Notes from the Appalachian frontier
Working as an office bureaucrat can certainly have its days, but as the leader of an amazingly talented, motivated, and productive team of 28 OSM/VISTA volunteers working in poverty stricken and environmentally devastated Appalachian coal country, I am continually awed by the attitudes and achievements of those I am fortunate to work with.
The following letter is an example of one volunteer’s satirical perspective of her work in the anthracite region of north eastern Pennsylvania. It was recently submitted to my office as the cover letter for her quarterly progress report and is reproduced here, with permission, for your entertainment and enlightenment. Enjoy!

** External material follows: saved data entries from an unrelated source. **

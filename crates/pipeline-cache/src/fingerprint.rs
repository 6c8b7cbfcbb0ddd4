//! Cache fingerprint construction.
//!
//! The fingerprint must change whenever a parameter that affects the output
//! changes, and must not change for parameters irrelevant to the output
//! (tracing ids and the like). Which parameters count is a configuration
//! surface on the agent's cache policy, not guesswork: an explicit include
//! list (empty meaning "all") minus an explicit exclude list.

use pipeline_core::ModelId;
use sha2::{Digest, Sha256};
use std::collections::BTreeMap;
use std::fmt;
use std::time::Duration;

/// Per-agent cache policy.
#[derive(Debug, Clone)]
pub struct CachePolicy {
    /// Whether responses are cached for this agent.
    pub enabled: bool,
    /// How long cached responses live.
    pub ttl: Duration,
    /// Parameter keys that participate in the fingerprint. Empty means all
    /// parameters participate.
    pub include_params: Vec<String>,
    /// Parameter keys excluded from the fingerprint even when included
    /// above.
    pub exclude_params: Vec<String>,
}

impl Default for CachePolicy {
    fn default() -> Self {
        Self {
            enabled: false,
            ttl: Duration::from_secs(60 * 60),
            include_params: Vec::new(),
            exclude_params: Vec::new(),
        }
    }
}

impl CachePolicy {
    /// A policy with caching enabled and the given TTL.
    #[must_use]
    pub fn enabled(ttl: Duration) -> Self {
        Self {
            enabled: true,
            ttl,
            ..Default::default()
        }
    }

    /// Set the include list.
    #[must_use]
    pub fn with_include(mut self, keys: impl IntoIterator<Item = impl Into<String>>) -> Self {
        self.include_params = keys.into_iter().map(Into::into).collect();
        self
    }

    /// Set the exclude list.
    #[must_use]
    pub fn with_exclude(mut self, keys: impl IntoIterator<Item = impl Into<String>>) -> Self {
        self.exclude_params = keys.into_iter().map(Into::into).collect();
        self
    }

    fn selected_params<'a>(
        &self,
        params: &'a BTreeMap<String, String>,
    ) -> Vec<(&'a str, &'a str)> {
        params
            .iter()
            .filter(|(key, _)| {
                self.include_params.is_empty() || self.include_params.iter().any(|k| k == *key)
            })
            .filter(|(key, _)| !self.exclude_params.iter().any(|k| k == *key))
            .map(|(k, v)| (k.as_str(), v.as_str()))
            .collect()
    }
}

/// Deterministic cache key for one request's output-relevant parameters.
#[derive(Debug, Clone, PartialEq, Eq, Hash)]
pub struct Fingerprint(String);

impl Fingerprint {
    /// Build a fingerprint.
    ///
    /// Layout: `{ns}:cache:{agent}:{version}:{model}[:{k}={v}...]:{hash}`
    /// where the parameter pairs come from the policy's selection in sorted
    /// key order and the hash is hex SHA-256 of the canonical JSON of the
    /// input payload.
    #[must_use]
    pub fn build(
        namespace: &str,
        agent_name: &str,
        agent_version: &str,
        model: &ModelId,
        params: &BTreeMap<String, String>,
        policy: &CachePolicy,
        input: &serde_json::Value,
    ) -> Self {
        let mut key = format!("{namespace}:cache:{agent_name}:{agent_version}:{model}");
        for (name, value) in policy.selected_params(params) {
            key.push(':');
            key.push_str(name);
            key.push('=');
            key.push_str(value);
        }
        key.push(':');
        key.push_str(&content_hash(input));
        Self(key)
    }

    /// The key string.
    #[must_use]
    pub fn as_str(&self) -> &str {
        &self.0
    }
}

impl fmt::Display for Fingerprint {
    fn fmt(&self, f: &mut fmt::Formatter<'_>) -> fmt::Result {
        f.write_str(&self.0)
    }
}

fn content_hash(input: &serde_json::Value) -> String {
    // serde_json object keys are sorted, so the serialization is canonical.
    let canonical = input.to_string();
    let mut hasher = Sha256::new();
    hasher.update(canonical.as_bytes());
    hex::encode(hasher.finalize())
}
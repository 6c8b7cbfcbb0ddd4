//! Read-side budget queries.
//!
//! Pure reads over the same key scheme the recorder writes. Absent keys
//! read as zero; dimensions without a configured limit are unlimited and
//! are omitted from status reports entirely.

use crate::config::BudgetConfig;
use crate::forecast::{Forecaster, LinearForecaster, SpendForecast};
use crate::keys;
use chrono::{DateTime, Utc};
use pipeline_core::{BudgetPeriod, BudgetScope, TenantId};
use pipeline_store::KeyValueStore;
use serde::{Deserialize, Serialize};
use std::sync::Arc;
use tracing::warn;

/// Remaining room under a limit, or unlimited when no limit is configured.
#[derive(Debug, Clone, Copy, PartialEq, Serialize, Deserialize)]
#[serde(rename_all = "snake_case", tag = "kind", content = "amount")]
pub enum Remaining<T> {
    /// No limit configured for this dimension.
    Unlimited,
    /// Room left under the limit; never negative.
    Amount(T),
}

impl Remaining<f64> {
    /// Whether the limit is fully consumed.
    #[must_use]
    pub fn is_exhausted(&self) -> bool {
        matches!(self, Self::Amount(a) if *a <= 0.0)
    }
}

impl Remaining<u64> {
    /// Whether the limit is fully consumed.
    #[must_use]
    pub fn is_exhausted(&self) -> bool {
        matches!(self, Self::Amount(0))
    }
}

/// Point-in-time view of one budget dimension.
#[derive(Debug, Clone, PartialEq, Serialize, Deserialize)]
pub struct DimensionStatus {
    /// The configured limit.
    pub limit: f64,
    /// The current counter value.
    pub current: f64,
    /// Room left under the limit; never negative.
    pub remaining: f64,
    /// `current / limit` as a percentage, rounded to two decimals.
    pub percent_used: f64,
}

impl DimensionStatus {
    fn compute(limit: f64, current: f64) -> Self {
        Self {
            limit,
            current,
            remaining: (limit - current).max(0.0),
            percent_used: round2(current / limit * 100.0),
        }
    }
}

/// Aggregate budget status for a tenant (and optionally one agent).
///
/// Dimensions without a configured limit are absent, not zeroed.
#[derive(Debug, Clone, Serialize, Deserialize)]
pub struct BudgetStatusReport {
    /// Tenant-wide daily cost.
    #[serde(default, skip_serializing_if = "Option::is_none")]
    pub global_daily: Option<DimensionStatus>,
    /// Tenant-wide monthly cost.
    #[serde(default, skip_serializing_if = "Option::is_none")]
    pub global_monthly: Option<DimensionStatus>,
    /// Per-agent daily cost, when an agent was named.
    #[serde(default, skip_serializing_if = "Option::is_none")]
    pub agent_daily: Option<DimensionStatus>,
    /// Per-agent monthly cost, when an agent was named.
    #[serde(default, skip_serializing_if = "Option::is_none")]
    pub agent_monthly: Option<DimensionStatus>,
    /// Tenant-wide daily tokens.
    #[serde(default, skip_serializing_if = "Option::is_none")]
    pub tokens_daily: Option<DimensionStatus>,
    /// Tenant-wide monthly tokens.
    #[serde(default, skip_serializing_if = "Option::is_none")]
    pub tokens_monthly: Option<DimensionStatus>,
    /// Month-end spend projection.
    pub forecast: SpendForecast,
    /// When the report was generated.
    pub generated_at: DateTime<Utc>,
}

/// Read-side view over spend, token, and execution counters.
pub struct BudgetQuery {
    store: Arc<dyn KeyValueStore>,
    namespace: String,
    forecaster: Arc<dyn Forecaster>,
}

impl BudgetQuery {
    /// Create a query view with the default linear forecaster.
    #[must_use]
    pub fn new(store: Arc<dyn KeyValueStore>, namespace: impl Into<String>) -> Self {
        Self::with_forecaster(store, namespace, Arc::new(LinearForecaster::new()))
    }

    /// Create a query view with a custom forecaster.
    #[must_use]
    pub fn with_forecaster(
        store: Arc<dyn KeyValueStore>,
        namespace: impl Into<String>,
        forecaster: Arc<dyn Forecaster>,
    ) -> Self {
        Self {
            store,
            namespace: namespace.into(),
            forecaster,
        }
    }

    /// Current spend for a scope and period. Zero when no counter exists.
    pub async fn current_spend(
        &self,
        scope: BudgetScope,
        period: BudgetPeriod,
        agent: Option<&str>,
        tenant: Option<&TenantId>,
    ) -> f64 {
        self.current_spend_at(scope, period, agent, tenant, Utc::now())
            .await
    }

    /// Current spend as of an explicit instant.
    pub async fn current_spend_at(
        &self,
        scope: BudgetScope,
        period: BudgetPeriod,
        agent: Option<&str>,
        tenant: Option<&TenantId>,
        now: DateTime<Utc>,
    ) -> f64 {
        let key = keys::spend_key(&self.namespace, scope, period, agent, tenant, now);
        self.read_counter(&key).await
    }

    /// Current token count for a period. Zero when no counter exists.
    pub async fn current_tokens(&self, period: BudgetPeriod, tenant: Option<&TenantId>) -> u64 {
        self.current_tokens_at(period, tenant, Utc::now()).await
    }

    /// Current token count as of an explicit instant.
    pub async fn current_tokens_at(
        &self,
        period: BudgetPeriod,
        tenant: Option<&TenantId>,
        now: DateTime<Utc>,
    ) -> u64 {
        let key = keys::token_key(&self.namespace, period, tenant, now);
        self.read_counter(&key).await as u64
    }

    /// Current execution count for a period. Zero when no counter exists.
    pub async fn current_executions(
        &self,
        period: BudgetPeriod,
        tenant: Option<&TenantId>,
    ) -> u64 {
        self.current_executions_at(period, tenant, Utc::now()).await
    }

    /// Current execution count as of an explicit instant.
    pub async fn current_executions_at(
        &self,
        period: BudgetPeriod,
        tenant: Option<&TenantId>,
        now: DateTime<Utc>,
    ) -> u64 {
        let key = keys::execution_key(&self.namespace, period, tenant, now);
        self.read_counter(&key).await as u64
    }

    /// Remaining cost budget for a scope and period.
    ///
    /// `max(limit - current, 0)`, or unlimited when no limit is configured
    /// for the dimension.
    pub async fn remaining_budget(
        &self,
        scope: BudgetScope,
        period: BudgetPeriod,
        agent: Option<&str>,
        tenant: Option<&TenantId>,
        config: &BudgetConfig,
    ) -> Remaining<f64> {
        let limit = match scope {
            BudgetScope::Global => config.cost_limit(period),
            BudgetScope::Agent => agent.and_then(|a| config.agent_cost_limit(period, a)),
        };
        let Some(limit) = limit else {
            return Remaining::Unlimited;
        };
        let current = self.current_spend(scope, period, agent, tenant).await;
        Remaining::Amount((limit - current).max(0.0))
    }

    /// Remaining token budget for a period (global scope only).
    pub async fn remaining_token_budget(
        &self,
        period: BudgetPeriod,
        tenant: Option<&TenantId>,
        config: &BudgetConfig,
    ) -> Remaining<u64> {
        let Some(limit) = config.token_limit(period) else {
            return Remaining::Unlimited;
        };
        let current = self.current_tokens(period, tenant).await;
        Remaining::Amount(limit.saturating_sub(current))
    }

    /// Aggregate status snapshot with forecast.
    pub async fn status(
        &self,
        agent: Option<&str>,
        tenant: Option<&TenantId>,
        config: &BudgetConfig,
    ) -> BudgetStatusReport {
        self.status_at(agent, tenant, config, Utc::now()).await
    }

    /// Aggregate status snapshot as of an explicit instant.
    pub async fn status_at(
        &self,
        agent: Option<&str>,
        tenant: Option<&TenantId>,
        config: &BudgetConfig,
        now: DateTime<Utc>,
    ) -> BudgetStatusReport {
        let mut report = BudgetStatusReport {
            global_daily: None,
            global_monthly: None,
            agent_daily: None,
            agent_monthly: None,
            tokens_daily: None,
            tokens_monthly: None,
            forecast: self.forecaster.project(
                self.current_spend_at(
                    BudgetScope::Global,
                    BudgetPeriod::Monthly,
                    None,
                    tenant,
                    now,
                )
                .await,
                now,
            ),
            generated_at: now,
        };

        for period in [BudgetPeriod::Daily, BudgetPeriod::Monthly] {
            if let Some(limit) = config.cost_limit(period) {
                let current = self
                    .current_spend_at(BudgetScope::Global, period, None, tenant, now)
                    .await;
                let status = DimensionStatus::compute(limit, current);
                match period {
                    BudgetPeriod::Daily => report.global_daily = Some(status),
                    BudgetPeriod::Monthly => report.global_monthly = Some(status),
                }
            }

            if let Some(agent) = agent {
                if let Some(limit) = config.agent_cost_limit(period, agent) {
                    let current = self
                        .current_spend_at(BudgetScope::Agent, period, Some(agent), tenant, now)
                        .await;
                    let status = DimensionStatus::compute(limit, current);
                    match period {
                        BudgetPeriod::Daily => report.agent_daily = Some(status),
                        BudgetPeriod::Monthly => report.agent_monthly = Some(status),
                    }
                }
            }

            if let Some(limit) = config.token_limit(period) {
                let current = self.current_tokens_at(period, tenant, now).await;
                let status = DimensionStatus::compute(limit as f64, current as f64);
                match period {
                    BudgetPeriod::Daily => report.tokens_daily = Some(status),
                    BudgetPeriod::Monthly => report.tokens_monthly = Some(status),
                }
            }
        }

        report
    }

    async fn read_counter(&self, key: &str) -> f64 {
        match self.store.read(key).await {
            Ok(Some(data)) => std::str::from_utf8(&data)
                .ok()
                .and_then(|s| s.trim().parse::<f64>().ok())
                .unwrap_or(0.0),
            Ok(None) => 0.0,
            Err(error) => {
                warn!(key, %error, "counter read failed, treating as zero");
                0.0
            }
        }
    }
}

fn round2(value: f64) -> f64 {
    (value * 100.0).round() / 100.0
}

Our water is orange, or forebodingly clear; our valley is succumbing to sprawl-induced hypertension; new storm water systems are allowed to infiltrate mine pools. Before long, the Anthracite region will be a scene from my favorite childhood Halloween story where the neighborhood children sneak over the witch’s home on snow days, because her snow is always black.
There is hope! In my exploration of the Wyoming Valley, I discovered watershed heroes battling each foot of concrete channelized streams. Grizzly Adams’ fourth cousins are in the tributaries willing the return of trout and American shad. Clusters of justice-seeking youth are cleaning and banning illegal dump sites in their neighborhoods. Murmurs are growing louder; defense of the environment for its sake and for the sake of human health is strengthing.
Enclosed you will find several war-zone documents – victories of one battalion on one battle front.
May we send only water we would drink downstream!